=== DATA UNDER STUDY ===
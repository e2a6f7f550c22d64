//! The crate's error type.
//!
//! Mirrors the error kinds enumerated in spec §6: each failure mode the
//! resolver can surface at its boundary gets its own variant with a message
//! that names the offending dependency rather than a generic "resolution
//! failed".

use thiserror::Error;

use crate::dependency::Dependency;
use crate::pinned_version::PinnedVersion;
use crate::version_specifier::VersionSpecifier;

/// One link in an unsatisfiable requirement chain: `defining_dependency`
/// required `required_dependency` at `specifier`, but the dependency was
/// (or would have been) pinned to `observed_pin`, which does not satisfy
/// `specifier`.
#[derive(Debug, Clone, PartialEq, Eq)]
pub struct RequirementChainLink {
    /// The dependency whose manifest introduced the requirement, or `None`
    /// for the root (user-supplied) requirements.
    pub defining_dependency: Option<Dependency>,
    /// The dependency the requirement constrains.
    pub required_dependency: Dependency,
    /// The specifier that could not be satisfied.
    pub specifier: VersionSpecifier,
    /// The pin the requirement was checked against, if one had been chosen.
    pub observed_pin: Option<PinnedVersion>,
}

/// Where a duplicate requirement edge was observed during inversion
/// (spec §4.7 step 1).
#[derive(Debug, Clone, PartialEq, Eq)]
pub struct DuplicateLocation {
    pub defining_dependency: Option<Dependency>,
    pub required_dependency: Dependency,
}

/// All errors the resolver core can surface at its boundary (spec §6).
#[derive(Error, Debug)]
pub enum ResolveError {
    /// A dependency identity could not be constructed or referenced a
    /// malformed source.
    #[error("invalid dependency: {reason}")]
    InvalidDependency {
        /// Human-readable description of what was wrong.
        reason: String,
    },

    /// The requirements multi-map contained the same `(defining, required)`
    /// edge more than once — an invariant violation, not a resolvable
    /// conflict.
    #[error("duplicate dependency requirement(s) recorded for the same edge")]
    DuplicateDependencies {
        /// Every location the duplicate was observed at.
        locations: Vec<DuplicateLocation>,
    },

    /// No assignment satisfies every requirement; `chain` names the first
    /// unsatisfiable link discovered by walking the conflict cache.
    #[error("could not find a version for '{}' compatible with all requirements", chain.first().map(|l| l.required_dependency.name()).unwrap_or("<unknown>"))]
    IncompatibleRequirements {
        /// The requirement chain that proves the inconsistency, root first.
        chain: Vec<RequirementChainLink>,
    },

    /// A top-level or transitive requirement named a dependency for which
    /// no version information was ever found (an empty candidate set with
    /// no recorded conflict to explain it — e.g. spec §9's open question
    /// about an `Any` specifier against an all-prerelease `versions` stream).
    #[error("no versions available for '{dependency}' satisfying {specifier}")]
    MissingRequirement {
        dependency: Dependency,
        specifier: VersionSpecifier,
    },

    /// The `Retriever` reported a failure that the resolver could not treat
    /// as a local, recoverable "this candidate is dead" conflict.
    #[error("retriever failed for '{dependency}': {source}")]
    RetrieverError {
        dependency: Dependency,
        #[source]
        source: Box<dyn std::error::Error + Send + Sync + 'static>,
    },

    /// The caller's cancellation flag was observed set at a version
    /// candidate or Retriever-call boundary.
    #[error("resolution cancelled")]
    Cancelled,

    /// A condition the implementation asserts can never happen (e.g. a
    /// conflict cache entry referencing a dependency that was never
    /// assigned) was observed anyway. This always indicates a bug in this
    /// crate, not bad input.
    #[error("internal invariant violated: {message}")]
    InternalInvariantViolation { message: String },
}

pub type Result<T> = std::result::Result<T, ResolveError>;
===
WHAT YOU WILL DO — Reproduce the records above exactly, from the first line through the line containing "with a message", and output nothing else.

ANSWER TO THIS PROBLEM —
repository e2a6f7f550c22d64
//! The crate's error type.
//!
//! Mirrors the error kinds enumerated in spec §6: each failure mode the
//! resolver can surface at its boundary gets its own variant with a message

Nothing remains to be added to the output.